Stefania, właścicielka małego gospodarstwa, mieszka z rodziną na obrzeżach miasta. Kobieta natknęła się na wielkiego i majestatycznego kota podczas pracy na posesji.
Kot łasił się do niej przez cały dzień, sugerując, że nie jest kotem podwórkowym, a domowym. Stefania postanowiła dać słodkiemu zwierzęciu miejsce, które można nazwać domem.
Kobieta była w tym czasie w ciąży i przez cały ten czas Tygrys (tak nazywała swojego nowego towarzysza) sypiał obok jej łóżka. Kiedy urodziła się Zosia, przyjął rolę niani dla małej dziewczynki.

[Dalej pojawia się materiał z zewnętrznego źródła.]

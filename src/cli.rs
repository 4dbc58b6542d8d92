//! CLI definitions for autofill.

use std::path::PathBuf;

use clap::{Parser, Subcommand};

/// Autofill CLI.
#[derive(Parser)]
#[command(name = "autofill")]
#[command(about = "Profile-driven web form auto-filler")]
#[command(version)]
pub(crate) struct Cli {
    /// Configuration file path (defaults to the user config directory)
    #[arg(short, long, global = true, env = "AUTOFILL_CONFIG")]
    pub config: Option<PathBuf>,

    #[command(subcommand)]
    pub command: Commands,
}

#[derive(Subcommand)]
pub(crate) enum Commands {
    /// Fill a page fixture and print the fill result
    Fill {
        /// Profile JSON (defaults to profile.path from the config)
        #[arg(short, long)]
        profile: Option<PathBuf>,

        /// Page fixture JSON
        #[arg(short, long)]
        form: PathBuf,

        /// Write the filled page fixture here
        #[arg(short, long)]
        output: Option<PathBuf>,
    },

    /// Show the dictionary entry a question would be answered with
    Match {
        /// Question text as shown on the form
        question: String,

        #[arg(short, long)]
        profile: Option<PathBuf>,
    },

    /// Print the flat dictionary built from a profile
    Dictionary {
        #[arg(short, long)]
        profile: Option<PathBuf>,
    },

    /// Print the field mapping table
    Mappings,
}
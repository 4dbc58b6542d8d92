//! Flat dictionary construction.
//!
//! A profile is expanded into a map from every known label variant to the
//! value that should be typed, ticked or selected for it. The dictionary is
//! rebuilt wholesale whenever the profile changes and never patched in place.

use std::collections::HashMap;

use serde::ser::{Serialize, SerializeMap, Serializer};
use tracing::debug;

use crate::mappings::{exam_full_name, EXAM_TYPE_FULL_VARIANTS, FIELD_MAPPINGS, SIGNATURE_VARIANTS};
use crate::normalize::strip_diacritics;
use crate::profile::{Profile, ProfileValue};

/// Insertion-ordered variant → value map.
///
/// Re-inserting a key replaces its value but keeps its original position,
/// so iteration order is the order in which keys were first declared.
#[derive(Debug, Clone, Default, PartialEq)]
pub struct FlatDictionary {
    entries: Vec<(String, ProfileValue)>,
    index: HashMap<String, usize>,
}

impl FlatDictionary {
    pub fn new() -> Self {
        Self::default()
    }

    pub fn insert(&mut self, key: impl Into<String>, value: ProfileValue) {
        let key = key.into();
        match self.index.get(&key) {
            Some(&position) => self.entries[position].1 = value,
            None => {
                self.index.insert(key.clone(), self.entries.len());
                self.entries.push((key, value));
            }
        }
    }

    pub fn get(&self, key: &str) -> Option<&ProfileValue> {
        self.index.get(key).map(|&position| &self.entries[position].1)
    }

    pub fn contains_key(&self, key: &str) -> bool {
        self.index.contains_key(key)
    }

    pub fn len(&self) -> usize {
        self.entries.len()
    }

    pub fn is_empty(&self) -> bool {
        self.entries.is_empty()
    }

    /// Entries in insertion order.
    pub fn iter(&self) -> impl Iterator<Item = (&str, &ProfileValue)> {
        self.entries.iter().map(|(k, v)| (k.as_str(), v))
    }

    pub fn keys(&self) -> impl Iterator<Item = &str> {
        self.entries.iter().map(|(k, _)| k.as_str())
    }
}

impl Serialize for FlatDictionary {
    fn serialize<S: Serializer>(&self, serializer: S) -> Result<S::Ok, S::Error> {
        let mut map = serializer.serialize_map(Some(self.entries.len()))?;
        for (key, value) in &self.entries {
            map.serialize_entry(key, value)?;
        }
        map.end()
    }
}

/// An enriched profile and the dictionary built from it.
///
/// Built in one go and shared behind an `Arc`; a profile update builds a new
/// context and swaps it in.
#[derive(Debug, Clone, Default)]
pub struct ProfileContext {
    profile: Profile,
    dictionary: FlatDictionary,
}

impl ProfileContext {
    pub fn new(profile: &Profile) -> Self {
        let (profile, dictionary) = build_dictionary(profile);
        Self {
            profile,
            dictionary,
        }
    }

    /// The profile, including derived fields such as `choices.examTypesFull`.
    pub fn profile(&self) -> &Profile {
        &self.profile
    }

    pub fn dictionary(&self) -> &FlatDictionary {
        &self.dictionary
    }

    pub fn has_data(&self) -> bool {
        !self.profile.is_empty()
    }
}

/// Canonical gender token for a raw value, if it is a known spelling.
pub fn canonical_gender(raw: &str) -> Option<&'static str> {
    let key = strip_diacritics(raw.trim()).to_lowercase();
    match key.as_str() {
        "feminin" | "female" | "f" | "femme" => Some("femme"),
        "masculin" | "male" | "m" | "homme" => Some("homme"),
        _ => None,
    }
}

fn normalize_gender(value: ProfileValue) -> ProfileValue {
    match &value {
        ProfileValue::Text(raw) => match canonical_gender(raw) {
            Some(token) => ProfileValue::Text(token.to_string()),
            None => value,
        },
        _ => value,
    }
}

fn insert_variants(dictionary: &mut FlatDictionary, variants: &[&str], value: &ProfileValue) {
    if value.is_blank() {
        return;
    }
    for variant in variants {
        dictionary.insert(*variant, value.clone());
    }
}

/// Expand a profile into its flat dictionary.
///
/// Returns the enriched profile next to the dictionary: a list of exam codes
/// in `choices.examTypes` adds `choices.examTypesFull` with the full names.
/// A profile without personal data yields an empty dictionary.
pub fn build_dictionary(profile: &Profile) -> (Profile, FlatDictionary) {
    let mut enriched = profile.clone();
    let mut dictionary = FlatDictionary::new();

    if profile.is_empty() {
        debug!("Profile has no personal data, dictionary left empty");
        return (enriched, dictionary);
    }

    for mapping in FIELD_MAPPINGS {
        for field in mapping.fields {
            let Some(value) = enriched.get(mapping.category, field.field_type).cloned() else {
                continue;
            };

            if mapping.category == "choices" && field.field_type == "examTypes" {
                if let ProfileValue::List(codes) = &value {
                    let full: Vec<String> = codes
                        .iter()
                        .map(|code| {
                            exam_full_name(code)
                                .map(str::to_string)
                                .unwrap_or_else(|| code.clone())
                        })
                        .collect();
                    enriched.set("choices", "examTypesFull", full.clone());
                    insert_variants(&mut dictionary, field.variants, &value);
                    insert_variants(
                        &mut dictionary,
                        EXAM_TYPE_FULL_VARIANTS,
                        &ProfileValue::List(full),
                    );
                    continue;
                }
            }

            let value = if matches!(mapping.category, "personal" | "choices")
                && matches!(field.field_type, "sex" | "gender")
            {
                normalize_gender(value)
            } else {
                value
            };
            insert_variants(&mut dictionary, field.variants, &value);
        }
    }

    let full_name = enriched
        .get("personal", "fullName")
        .cloned()
        .unwrap_or_else(|| ProfileValue::Text(String::new()));
    for variant in SIGNATURE_VARIANTS {
        dictionary.insert(*variant, full_name.clone());
    }

    debug!(entries = dictionary.len(), "Built flat dictionary");
    (enriched, dictionary)
}

#[cfg(test)]
#[path = "dictionary_tests.rs"]
mod tests;
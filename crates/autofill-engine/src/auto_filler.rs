//! Fill pass orchestration.
//!
//! [`FormAutoFiller`] owns the profile context and every collaborator of a
//! fill pass. Questions are processed one at a time in document order; a
//! failing field only degrades its own observation.

use std::sync::Arc;

use autofill_config::Config;
use autofill_dom::{Document, NodeId};
use parking_lot::RwLock;
use tracing::{debug, info};

use crate::control::{classify_field, describe_input};
use crate::detector::FormDetector;
use crate::dictionary::ProfileContext;
use crate::error::EngineError;
use crate::filler::FieldFiller;
use crate::highlight::Highlighter;
use crate::mappings::{field_mappings, FieldMappings};
use crate::matcher::{FieldMatcher, MatchResult};
use crate::normalize::normalize_label;
use crate::profile::Profile;
use crate::provider::ProfileProvider;
use crate::result::{
    FillResult, HighlightResult, ObservationStatus, QuestionObservation, RemoveHighlightsResult,
};
use crate::upload::{click_add_file_button, FileUploadPass, UploadModalHandler};

/// Fills detected questions from the current profile.
pub struct FormAutoFiller {
    context: RwLock<Arc<ProfileContext>>,
    matcher: FieldMatcher,
    filler: FieldFiller,
    detector: FormDetector,
    highlighter: Highlighter,
    uploads: FileUploadPass,
}

impl FormAutoFiller {
    pub fn new(config: &Config, profile: &Profile) -> Self {
        Self::with_upload_handler(config, profile, None)
    }

    pub fn with_upload_handler(
        config: &Config,
        profile: &Profile,
        handler: Option<Arc<dyn UploadModalHandler>>,
    ) -> Self {
        let filler = FieldFiller::new(&config.filler);
        Self {
            context: RwLock::new(Arc::new(ProfileContext::new(profile))),
            matcher: FieldMatcher::new(&config.matcher),
            highlighter: Highlighter::new(&config.highlight, filler.clone()),
            filler,
            detector: FormDetector::new(),
            uploads: FileUploadPass::new(config.upload.clone(), handler),
        }
    }

    /// Build from a provider; fails when the provider has no profile.
    pub fn from_provider(config: &Config, provider: &dyn ProfileProvider) -> Result<Self, EngineError> {
        let profile = provider.get_profile().ok_or(EngineError::NoProfileData)?;
        Ok(Self::new(config, &profile))
    }

    /// Current context snapshot.
    pub fn context(&self) -> Arc<ProfileContext> {
        Arc::clone(&self.context.read())
    }

    /// Rebuild the dictionary for `profile` and swap it in.
    pub fn update_user_profile(&self, profile: &Profile) {
        let rebuilt = Arc::new(ProfileContext::new(profile));
        info!(entries = rebuilt.dictionary().len(), "Profile updated");
        *self.context.write() = rebuilt;
    }

    /// Current profile, including derived fields.
    pub fn get_user_profile(&self) -> Profile {
        self.context().profile().clone()
    }

    pub fn get_field_mappings(&self) -> FieldMappings {
        field_mappings()
    }

    /// Best usable dictionary entry for a raw question text.
    ///
    /// The exact key is tried before fuzzy matching. Entries holding a blank
    /// value never count as a match on either path.
    pub fn find_match(&self, question: &str) -> Option<MatchResult> {
        let context = self.context();
        self.lookup(&context, &normalize_label(question))
    }

    fn lookup(&self, context: &ProfileContext, question: &str) -> Option<MatchResult> {
        let dictionary = context.dictionary();
        self.matcher
            .exact_lookup(question, dictionary)
            .filter(|m| !m.value.is_blank())
            .or_else(|| {
                self.matcher
                    .find_best_match(question, dictionary)
                    .filter(|m| !m.value.is_blank())
            })
    }

    /// Run a full fill pass over `doc`.
    pub async fn fill_form(&self, doc: &mut Document) -> FillResult {
        let context = self.context();
        if !context.has_data() {
            info!("Fill skipped, no profile data");
            return FillResult::no_profile();
        }

        let mut observations = Vec::new();
        for container in self.detector.find_question_containers(doc) {
            let question = self.detector.extract_question_label(doc, container);
            if question.is_empty() {
                continue;
            }
            observations.push(self.process_question(doc, &context, container, question));
        }

        if self.highlighter.is_enabled() {
            let highlighted = observations
                .iter()
                .filter(|o| o.is_unfilled())
                .filter(|o| self.highlighter.highlight(doc, o.container))
                .count();
            debug!(highlighted, "Unfilled fields highlighted");
        }

        let upload_fields = self.detector.detect_file_upload_fields(doc);
        let uploads = self.uploads.run(doc, &upload_fields).await;
        let button = click_add_file_button(doc);

        let result = FillResult::from_observations(observations, uploads, Some(button));
        info!(
            detected = result.fields_detected,
            filled = result.fields_filled,
            supported = result.supported_fields,
            without_input = result.fields_without_input,
            "Fill pass finished"
        );
        result
    }

    fn process_question(
        &self,
        doc: &mut Document,
        context: &ProfileContext,
        container: NodeId,
        question: String,
    ) -> QuestionObservation {
        let Some(node) = self.detector.find_input_field(doc, container) else {
            debug!(question = %question, "no input");
            return QuestionObservation::no_input(container, question);
        };

        let (category, control) = classify_field(doc, container, node);
        let mut observation = QuestionObservation {
            input_type: Some(describe_input(doc, node)),
            field_category: Some(category),
            ..QuestionObservation::no_input(container, question)
        };
        let Some(control) = control.filter(|_| category.is_supported()) else {
            debug!(question = %observation.question_label, "unsupported field");
            return observation.with_status(ObservationStatus::Unsupported);
        };

        let Some(found) = self.lookup(context, &observation.question_label) else {
            debug!(question = %observation.question_label, %category, "no match");
            return observation.with_status(ObservationStatus::Unmatched);
        };

        let filled = self
            .filler
            .set_field_value(doc, &control, &found.value, context.profile());
        debug!(
            question = %observation.question_label,
            key = %found.key,
            score = found.score,
            filled,
            "field processed"
        );
        observation.value = Some(found.value.to_string());
        observation.key = Some(found.key);
        observation.score = Some(found.score);
        observation.with_status(if filled {
            ObservationStatus::Filled
        } else {
            ObservationStatus::Failed
        })
    }

    /// Mark every supported question that has no answer yet.
    pub fn highlight_unfilled_fields(&self, doc: &mut Document) -> HighlightResult {
        let mut highlighted_count = 0;
        for container in self.detector.find_question_containers(doc) {
            if self.detector.extract_question_label(doc, container).is_empty() {
                continue;
            }
            let Some(node) = self.detector.find_input_field(doc, container) else {
                continue;
            };
            let (category, _) = classify_field(doc, container, node);
            if !category.is_supported() || self.highlighter.container_has_answer(doc, container) {
                continue;
            }
            if self.highlighter.highlight(doc, container) {
                highlighted_count += 1;
            }
        }
        info!(highlighted_count, "Highlight pass finished");
        HighlightResult {
            success: true,
            highlighted_count,
        }
    }

    pub fn remove_highlights(&self, doc: &mut Document) -> RemoveHighlightsResult {
        let removed_count = self.highlighter.remove_all(doc);
        RemoveHighlightsResult {
            success: true,
            removed_count,
        }
    }
}
//! Event listeners and bubbling dispatch.

use std::fmt;

use serde::{Deserialize, Serialize};
use tokio_util::sync::CancellationToken;
use tracing::debug;

use crate::document::Document;
use crate::error::{DomError, ScriptError};
use crate::node::NodeId;

/// Events the filler synthesizes and page scripts listen to.
#[derive(Debug, Clone, Copy, PartialEq, Eq, Hash, Serialize, Deserialize)]
#[serde(rename_all = "lowercase")]
pub enum EventKind {
    Focus,
    Blur,
    Input,
    Change,
    Click,
    MouseDown,
    MouseUp,
}

impl fmt::Display for EventKind {
    fn fmt(&self, f: &mut fmt::Formatter<'_>) -> fmt::Result {
        let name = match self {
            EventKind::Focus => "focus",
            EventKind::Blur => "blur",
            EventKind::Input => "input",
            EventKind::Change => "change",
            EventKind::Click => "click",
            EventKind::MouseDown => "mousedown",
            EventKind::MouseUp => "mouseup",
        };
        f.write_str(name)
    }
}

/// An event as seen by a listener.
#[derive(Debug, Clone)]
pub struct Event {
    pub kind: EventKind,
    pub target: NodeId,
    /// Node the running listener is attached to.
    pub current_target: NodeId,
}

/// One dispatched event, kept for inspection.
#[derive(Debug, Clone, PartialEq, Eq)]
pub struct EventRecord {
    pub target: NodeId,
    pub kind: EventKind,
}

/// Handle returned by listener registration.
#[derive(Debug, Clone, Copy, PartialEq, Eq, Hash)]
pub struct ListenerId(pub(crate) u64);

/// Listener callback. Returning an error mimics an exception thrown by a
/// page script.
pub type ListenerFn = Box<dyn FnMut(&mut Document, &Event) -> Result<(), ScriptError> + Send>;

pub(crate) struct ListenerEntry {
    pub(crate) id: ListenerId,
    pub(crate) node: NodeId,
    pub(crate) kind: EventKind,
    pub(crate) token: Option<CancellationToken>,
    pub(crate) callback: Option<ListenerFn>,
}

impl ListenerEntry {
    fn is_live(&self) -> bool {
        self.token.as_ref().map(|t| !t.is_cancelled()).unwrap_or(true)
    }
}

impl Document {
    /// Register a listener on `node` for `kind`.
    pub fn add_event_listener<F>(&mut self, node: NodeId, kind: EventKind, listener: F) -> ListenerId
    where
        F: FnMut(&mut Document, &Event) -> Result<(), ScriptError> + Send + 'static,
    {
        self.push_listener(node, kind, None, Box::new(listener))
    }

    /// Register a listener that is dropped once `token` is cancelled.
    pub fn add_event_listener_with_token<F>(
        &mut self,
        node: NodeId,
        kind: EventKind,
        token: CancellationToken,
        listener: F,
    ) -> ListenerId
    where
        F: FnMut(&mut Document, &Event) -> Result<(), ScriptError> + Send + 'static,
    {
        self.push_listener(node, kind, Some(token), Box::new(listener))
    }

    fn push_listener(
        &mut self,
        node: NodeId,
        kind: EventKind,
        token: Option<CancellationToken>,
        callback: ListenerFn,
    ) -> ListenerId {
        let id = ListenerId(self.next_handle);
        self.next_handle += 1;
        self.listeners.push(ListenerEntry {
            id,
            node,
            kind,
            token,
            callback: Some(callback),
        });
        id
    }

    pub fn remove_event_listener(&mut self, id: ListenerId) -> bool {
        let before = self.listeners.len();
        self.listeners.retain(|l| l.id != id);
        self.listeners.len() != before
    }

    /// Number of listeners still attached.
    pub fn listener_count(&self) -> usize {
        self.listeners.iter().filter(|l| l.is_live()).count()
    }

    /// Dispatch `kind` at `target`, bubbling up to the root.
    ///
    /// Listener errors are routed through the host error policy; only a
    /// page that rethrows from its global handler makes this fail, and even
    /// then every listener on the path still runs.
    pub fn dispatch_event(&mut self, target: NodeId, kind: EventKind) -> Result<(), DomError> {
        self.node(target)?;
        self.event_log.push(EventRecord { target, kind });
        self.dispatch_depth += 1;

        let path: Vec<NodeId> = std::iter::once(target).chain(self.ancestors(target)).collect();
        let mut outcome = Ok(());

        for current in path {
            let ids: Vec<ListenerId> = self
                .listeners
                .iter()
                .filter(|l| l.node == current && l.kind == kind && l.is_live())
                .map(|l| l.id)
                .collect();

            for id in ids {
                let Some(mut callback) = self
                    .listeners
                    .iter_mut()
                    .find(|l| l.id == id && l.is_live())
                    .and_then(|l| l.callback.take())
                else {
                    continue;
                };

                let event = Event {
                    kind,
                    target,
                    current_target: current,
                };
                let result = callback(self, &event);

                if let Some(entry) = self.listeners.iter_mut().find(|l| l.id == id) {
                    entry.callback = Some(callback);
                }

                if let Err(err) = result {
                    let routed = self.report_script_error(err);
                    if outcome.is_ok() {
                        outcome = routed;
                    }
                }
            }
        }

        self.listeners.retain(|l| l.is_live());
        self.dispatch_depth -= 1;
        self.maybe_flush();
        outcome
    }

    /// Every event dispatched so far.
    pub fn event_log(&self) -> &[EventRecord] {
        &self.event_log
    }

    /// Event kinds dispatched at `target`, in order.
    pub fn events_for(&self, target: NodeId) -> Vec<EventKind> {
        self.event_log
            .iter()
            .filter(|r| r.target == target)
            .map(|r| r.kind)
            .collect()
    }

    pub fn clear_event_log(&mut self) {
        self.event_log.clear();
    }

    pub(crate) fn report_script_error(&mut self, err: ScriptError) -> Result<(), DomError> {
        if self.suppression_depth > 0 {
            debug!(error = %err, "suppressed page script error");
            self.suppressed_errors.push(err);
            return Ok(());
        }
        self.host_policy.handle(err, &mut self.uncaught_errors)
    }
}

#[cfg(test)]
#[path = "events_tests.rs"]
mod tests;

Spędzał z nią każdą chwilę, a ona dzięki obecności Tygrysa była spokojna i nie płakała.
Pomimo tego, że był tylko kotem, stale bacznie obserwował dziecko.
Regularnie kładł się obok małej Zosi i mruczał jej kołysanki do ucha. Pomimo swoich rozmiarów był bardzo spokojny. Tygrys nigdy nikogo nie podrapał ani nie ugryzł.
Pozwalał nawet małej Zosi kłaść się na swoich plecach. W efekcie oboje stali się prawdziwymi przyjaciółmi.